Atualmente, em certas situações, a dissolução de um casamento pode se arrastar por anos, especialmente quando o casal diverge sobre questões adicionais, como a partilha de bens. A iniciativa busca impedir que um indivíduo seja compelido a permanecer em uma união conjugal contra sua própria vontade devido a essas controvérsias.
A redação proposta altera o Código de Processo Civil e estabelece de forma inequívoca que o divórcio constitui um direito que depende unicamente da manifestação de vontade de um dos cônjuges.
A proposta emprega o mecanismo do julgamento antecipado parcial de mérito, já previsto na legislação vigente. Isso possibilita que o juiz decida sobre o término do matrimônio no início do processo, desde que a petição inicial demonstre claramente e sem ambiguidades a intenção do requerente de encerrar o casamento.
O relator, deputado Ricardo Ayres (Republicanos-TO), apresentou um parecer favorável à medida, de autoria da deputada Laura Carneiro (PSD-RJ). Ele salientou que a proposta supre uma lacuna legislativa em um tema já consolidado pelo entendimento judicial.
"Não é admissível que, enquanto persistirem desentendimentos sobre questões patrimoniais, as decisões existenciais no âmbito afetivo sejam prejudicadas", declarou o relator, citando um trecho de uma obra sobre o assunto.
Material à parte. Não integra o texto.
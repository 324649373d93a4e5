//! Interface to the host BIM document
//!
//! Everything the envelope construction needs from its host goes through
//! [`HostDocument`]: element queries, element creation, parameter writes and
//! transaction control. [`crate::document::BimDocument`] is an in-memory
//! implementation; an adapter over a real BIM application implements the same
//! trait.

use crate::elements::{BuiltInParameter, Category, ElementType, ParameterValue, StructuralType};
use crate::error::Result;
use crate::geometry::Line;
use crate::tables::{FamilySymbol, Level};
use crate::types::{ElementId, Point3};

/// A host document session
pub trait HostDocument {
    // ---- queries ----

    /// All levels, in host order
    fn levels(&self) -> Vec<&Level>;

    /// All loaded family symbols of `category`, in host order
    fn symbols(&self, category: Category) -> Vec<&FamilySymbol>;

    /// A family symbol by id
    fn symbol(&self, id: ElementId) -> Option<&FamilySymbol>;

    /// A wall or family instance by id
    fn element(&self, id: ElementId) -> Option<&ElementType>;

    // ---- mutations (require an open transaction) ----

    /// Create a straight wall along `line` based on `base_level`
    fn create_wall(&mut self, line: Line, base_level: ElementId, structural: bool)
        -> Result<ElementId>;

    /// Place an instance of `symbol` at `point`, hosted by `host`, on `level`
    fn create_family_instance(
        &mut self,
        point: Point3,
        symbol: ElementId,
        host: ElementId,
        level: ElementId,
        structural_type: StructuralType,
    ) -> Result<ElementId>;

    /// Make a family symbol instantiable
    fn activate_symbol(&mut self, symbol: ElementId) -> Result<()>;

    /// Write a built-in parameter on an element
    fn set_parameter(
        &mut self,
        element: ElementId,
        param: BuiltInParameter,
        value: ParameterValue,
    ) -> Result<()>;

    /// Reverse the facing direction of a family instance
    fn flip_facing(&mut self, instance: ElementId) -> Result<()>;

    // ---- transactions ----

    /// Open a named transaction
    fn begin_transaction(&mut self, name: &str) -> Result<()>;

    /// Make every change since `begin_transaction` permanent
    fn commit_transaction(&mut self) -> Result<()>;

    /// Discard every change since `begin_transaction`
    fn rollback_transaction(&mut self);

    /// Check whether a transaction is open
    fn has_open_transaction(&self) -> bool;
}
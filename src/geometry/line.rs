//! Bound straight line

use crate::types::{Point3, POINT_TOLERANCE};

/// A straight line bounded by two endpoints
///
/// Used as the location curve of a wall.
#[derive(Debug, Clone, Copy, PartialEq)]
pub struct Line {
    /// Start point
    pub start: Point3,
    /// End point
    pub end: Point3,
}

impl Line {
    /// Create a line between two points
    ///
    /// Coincident endpoints are allowed here; hosts decide whether a
    /// zero-length curve is acceptable.
    pub fn from_points(start: Point3, end: Point3) -> Self {
        Line { start, end }
    }

    /// Create a line from coordinates
    pub fn from_coords(x1: f64, y1: f64, z1: f64, x2: f64, y2: f64, z2: f64) -> Self {
        Line::from_points(Point3::new(x1, y1, z1), Point3::new(x2, y2, z2))
    }

    /// Get the length of the line
    pub fn length(&self) -> f64 {
        self.start.distance(&self.end)
    }

    /// Get the direction vector (normalized)
    pub fn direction(&self) -> Point3 {
        (self.end - self.start).normalize()
    }

    /// Get the midpoint of the line
    pub fn midpoint(&self) -> Point3 {
        self.start.midpoint(&self.end)
    }

    /// Check whether the endpoints coincide or are not finite
    pub fn is_degenerate(&self) -> bool {
        // NaN lengths fail the comparison
        !(self.length() > POINT_TOLERANCE)
    }
}

#[cfg(test)]
mod tests {
    use super::*;

    #[test]
    fn test_line_length() {
        let line = Line::from_coords(0.0, 0.0, 0.0, 3.0, 4.0, 0.0);
        assert_eq!(line.length(), 5.0);
    }

    #[test]
    fn test_line_midpoint() {
        let line = Line::from_coords(0.0, 0.0, 0.0, 10.0, 20.0, 30.0);
        assert_eq!(line.midpoint(), Point3::new(5.0, 10.0, 15.0));
    }

    #[test]
    fn test_direction() {
        let line = Line::from_coords(0.0, 0.0, 0.0, 0.0, -8.0, 0.0);
        assert_eq!(line.direction(), Point3::new(0.0, -1.0, 0.0));
    }

    #[test]
    fn test_degenerate() {
        assert!(Line::from_coords(1.0, 1.0, 0.0, 1.0, 1.0, 0.0).is_degenerate());
        assert!(!Line::from_coords(0.0, 0.0, 0.0, 1.0, 0.0, 0.0).is_degenerate());
    }

    #[test]
    fn test_non_finite_is_degenerate() {
        assert!(Line::from_coords(f64::NAN, 0.0, 0.0, f64::NAN, 1.0, 0.0).is_degenerate());
        assert!(Line::from_coords(0.0, 0.0, 0.0, f64::INFINITY, 0.0, 0.0).is_degenerate());
    }
}
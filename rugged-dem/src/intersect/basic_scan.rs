use std::sync::Arc;

use nalgebra::Vector3;
use rugged_ellipsoid::{point_at_altitude_k, Ellipsoid, NormalizedGeodeticPoint};

use crate::{
    cache::TilesCache,
    error::DemError,
    intersect::walk::{walk_within_tile, WalkOutcome},
    tile_updater::TileUpdater,
};

/// Brute-force ray/terrain intersection: the same per-cell bisection as
/// [`Duvenhage`](crate::Duvenhage), but attempted on every cell the ray's
/// horizontal projection crosses, without the kd-tree pruning step.
///
/// Exists only as a cross-check oracle for testing `Duvenhage`'s pruning;
/// do not reach for it outside tests, its cost grows with the number of
/// cells rather than the number of cells pruning can't rule out.
pub struct BasicScanForTestsOnly<U> {
    cache: Arc<TilesCache<U>>,
}

impl<U: TileUpdater> BasicScanForTestsOnly<U> {
    /// Builds an algorithm instance backed by `cache`.
    pub fn new(cache: Arc<TilesCache<U>>) -> Self {
        Self { cache }
    }

    /// Finds the first point (smallest `k`) where the ray crosses the DEM
    /// terrain surface, visiting every cell along the way.
    pub fn intersection(&self, ellipsoid: &Ellipsoid, position: Vector3<f64>, los: Vector3<f64>) -> Result<NormalizedGeodeticPoint, DemError> {
        let central_longitude = position.y.atan2(position.x);

        let (_, coarse) = rugged_ellipsoid::point_on_ground_k(ellipsoid, position, los, central_longitude)
            .map_err(|_| DemError::DemEntryPointIsBehindSpacecraft)?;
        let mut tile = self.cache.get_tile(coarse.latitude(), coarse.longitude())?;
        let (mut k, mut point) = point_at_altitude_k(ellipsoid, position, los, tile.max_elevation(), central_longitude)
            .map_err(|_| DemError::DemEntryPointIsBehindSpacecraft)?;

        for _ in 0..64 {
            if !tile.contains(point.latitude(), point.longitude()) {
                tile = self.cache.get_tile(point.latitude(), point.longitude())?;
            }
            match walk_within_tile(&tile, ellipsoid, position, los, k, central_longitude, false) {
                WalkOutcome::Hit(k_hit, gp_hit) => return Ok(gp_hit),
                WalkOutcome::Exited(k_exit, _) => {
                    let nudge = 1.0e-9_f64.max(tile.lat_step().min(tile.lon_step()) * 1.0e-6);
                    k = k_exit + nudge;
                    point = ellipsoid.to_geodetic(position + k * los).normalize(central_longitude);
                }
            }
        }

        Err(DemError::DemEntryPointIsBehindSpacecraft)
    }

    /// Terrain elevation at `(latitude, longitude)`.
    pub fn elevation(&self, latitude: f64, longitude: f64) -> Result<f64, DemError> {
        let tile = self.cache.get_tile(latitude, longitude)?;
        Ok(tile.interpolate_elevation(latitude, longitude)?)
    }
}

#[cfg(test)]
mod tests {
    use super::*;
    use crate::intersect::duvenhage::Duvenhage;
    use approx::assert_abs_diff_eq;
    use rugged_ellipsoid::{BodyFrameId, EllipsoidId, GeodeticPoint};

    use crate::tile_updater::UpdatableTile;

    struct RampUpdater;

    impl TileUpdater for RampUpdater {
        fn update_tile(&self, lat: f64, lon: f64, out: &mut UpdatableTile) {
            let tile_size = 0.01_f64;
            let min_lat = (lat / tile_size).floor() * tile_size;
            let min_lon = (lon / tile_size).floor() * tile_size;
            let step = tile_size / 8.0;
            out.set_geometry(min_lat, min_lon, step, step, 9, 9);
            for i in 0..9 {
                for j in 0..9 {
                    out.set_elevation(i, j, 50.0 + 5.0 * i as f64 + 2.0 * j as f64);
                }
            }
        }
    }

    fn wgs84() -> Ellipsoid {
        Ellipsoid::from_id(EllipsoidId::Wgs84, BodyFrameId::Itrf)
    }

    fn nadir_view(e: &Ellipsoid, lat: f64, lon: f64, range: f64) -> (Vector3<f64>, Vector3<f64>) {
        let surface = e.to_cartesian(GeodeticPoint::new(lat, lon, 0.0));
        let zenith = Vector3::new(lat.cos() * lon.cos(), lat.cos() * lon.sin(), lat.sin());
        (surface + zenith * range, -zenith)
    }

    #[test]
    fn agrees_with_duvenhage_on_ramp_terrain() {
        let e = wgs84();
        let cache_scan = Arc::new(TilesCache::new(RampUpdater, 16));
        let cache_duv = Arc::new(TilesCache::new(RampUpdater, 16));
        let scan = BasicScanForTestsOnly::new(cache_scan);
        let duvenhage = Duvenhage::new(cache_duv);

        let (position, los) = nadir_view(&e, 0.0055, 0.0045, 600_000.0);

        let scan_gp = scan.intersection(&e, position, los).unwrap();
        let duv_gp = duvenhage.intersection(&e, position, los).unwrap();

        assert_abs_diff_eq!(scan_gp.altitude(), duv_gp.altitude(), epsilon = 1e-6);
        assert_abs_diff_eq!(scan_gp.latitude(), duv_gp.latitude(), epsilon = 1e-12);
        assert_abs_diff_eq!(scan_gp.longitude(), duv_gp.longitude(), epsilon = 1e-12);
    }
}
Ayres acrescentou que, em muitos cenários, a morosidade processual pode ser utilizada como uma tática de desgaste ou retaliação entre ex-parceiros.
Conforme a nova regulamentação, quando o divórcio for um dos pleitos da ação, o juiz poderá declarar o fim do casamento assim que receber a petição inicial. A parte contrária será notificada oficialmente e terá o direito de recorrer. Contudo, se o divórcio for o único pedido, o juiz proferirá uma decisão final imediata. A parte que discordar poderá recorrer, mas o recurso não terá efeito suspensivo sobre o divórcio.
Para que se torne lei, a proposição necessita da aprovação tanto da Câmara dos Deputados quanto do Senado.